At any time, the Company can, at its option, redeem all or any portion of the Shares at the “Liquidation Value” then in effect. Liquidation Value means, with respect to any Share (as adjusted for any stock splits, stock dividends, recapitalizations or similar transaction with respect to the Series A-1 Preferred Stock), an amount equal to the lesser of:

(a) 2.8 times the Original Purchase Price; or

(b)     the following: (i) from the Date of Issuance to December 16, 2017, 1.2375 times the Original Purchase Price; (ii) from December 16, 2017 to March 16, 2018, 1.3 times the Original Purchase Price; (iii) from March 16, 2018 to June 14, 2018, 1.34 times the Original Purchase Price; (iv) from June 14, 2018 to June 9, 2019, 1.575 times the Original Purchase Price; and (iv) thereafter, 1.575 times the Original Purchase Price plus 0.125 times the Original Purchase Price for every ninety day (90) period following June 9, 2019.

The holder of the Shares can require the Company to redeem Shares following the Company’s receipt of proceeds from litigation or licensing equal to the following: (i)    for litigation proceeds (A) from the Date of Issuance until June 19, 2018, fifty percent (50%); (B) from June 19, 2018 until June 19, 2019, seventy percent (70%); and (C) on and after June 19, 2019, eighty percent (80%); and (ii) for licensing proceeds (A) from the Date of Issuance until June 19, 2018, twenty percent (20%); (B) from June 19, 2018 until June 19, 2019, thirty percent (30%); and (C) on and after June 19, 2019, forty percent (40%).

Additionally, following the occurrence of a Negative Litigation Event or a Negative Treasury Event, any holder of Shares shall have the right to have all of their shares redeemed by the Company.
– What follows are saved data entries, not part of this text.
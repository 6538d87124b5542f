use std::sync::{Mutex, MutexGuard, PoisonError};

pub mod bridge;
pub mod button;
pub mod color;
pub mod events;
pub mod haptic;
pub mod init_data;
pub mod links;
pub mod pending;
pub mod popup;
pub mod qr_popup;
pub mod theme;
pub mod version;
pub mod viewport;
mod webapp;

pub use bridge::{EventBridge, RecordingTransport, Transport};
pub use button::{ButtonController, ButtonEvent, ButtonEventKind, ButtonKind, ButtonParams, ButtonState};
pub use events::{Event, HandlerId, Publisher};
pub use init_data::{InitData, LaunchParams, WebAppChat, WebAppUser};
pub use popup::{PopupButtonSpec, PopupSpec};
pub use qr_popup::QrPopupSpec;
pub use version::{SemanticVersion, VersionGate};
pub use viewport::{ViewportState, WindowMetrics};
pub use webapp::{
    AlertCallback, AppEvent, AppEventKind, ClipboardCallback, ConfirmCallback, InvoiceCallback,
    WebApp, MAX_INLINE_QUERY_LEN, MAX_SEND_DATA_BYTES,
};

/// Locks `mutex`, recovering the data if a handler panicked while holding it.
pub(crate) fn lock<T>(mutex: &Mutex<T>) -> MutexGuard<'_, T> {
    mutex.lock().unwrap_or_else(PoisonError::into_inner)
}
Such redemption rights are in





addition to redemption and other rights that the holder of the Shares may exercise should the Company materially breach its obligations under the Purchase Agreement or the Certificate of Designation.
 
The protective provisions of the Shares reflected in the Certificate of Designation include, among other matters, requiring the consent of a Majority in Interest (as defined in the Certificate of Designation) in order for the Company to, among other things (subject to certain exceptions):

• declare dividends or redeem equity securities (other than for the stock repurchase program contemplated above);
• enter into a joint venture;
• create senior equity securities;
• incur indebtedness above an agreed upon level or allow certain liens against the Company’s assets;
• enter into, terminate or modify employment contracts and related matters with officers; and
• acquire material assets or other entities.

The Purchase Agreement contains customary representations, warranties and covenants by the Company and Soryn HLDR.

The foregoing descriptions of each of the Purchase Agreement, the Warrant and the Certificate of Designation do not purport to be complete and are subject to, and are qualified in their entirety by reference to, the full text of (i) the Purchase Agreement which is filed as Exhibit 10.1 to this Current Report on Form 8-K and incorporated herein by reference, (ii) the Form of Warrant, which is filed as Exhibit 4.1 to this Current Report on Form 8-K and incorporated herein by reference, and (iii) the form of Certificate of Designation, which is filed as Exhibit 3.1 to this Current Report on Form 8-K and incorporated herein by reference.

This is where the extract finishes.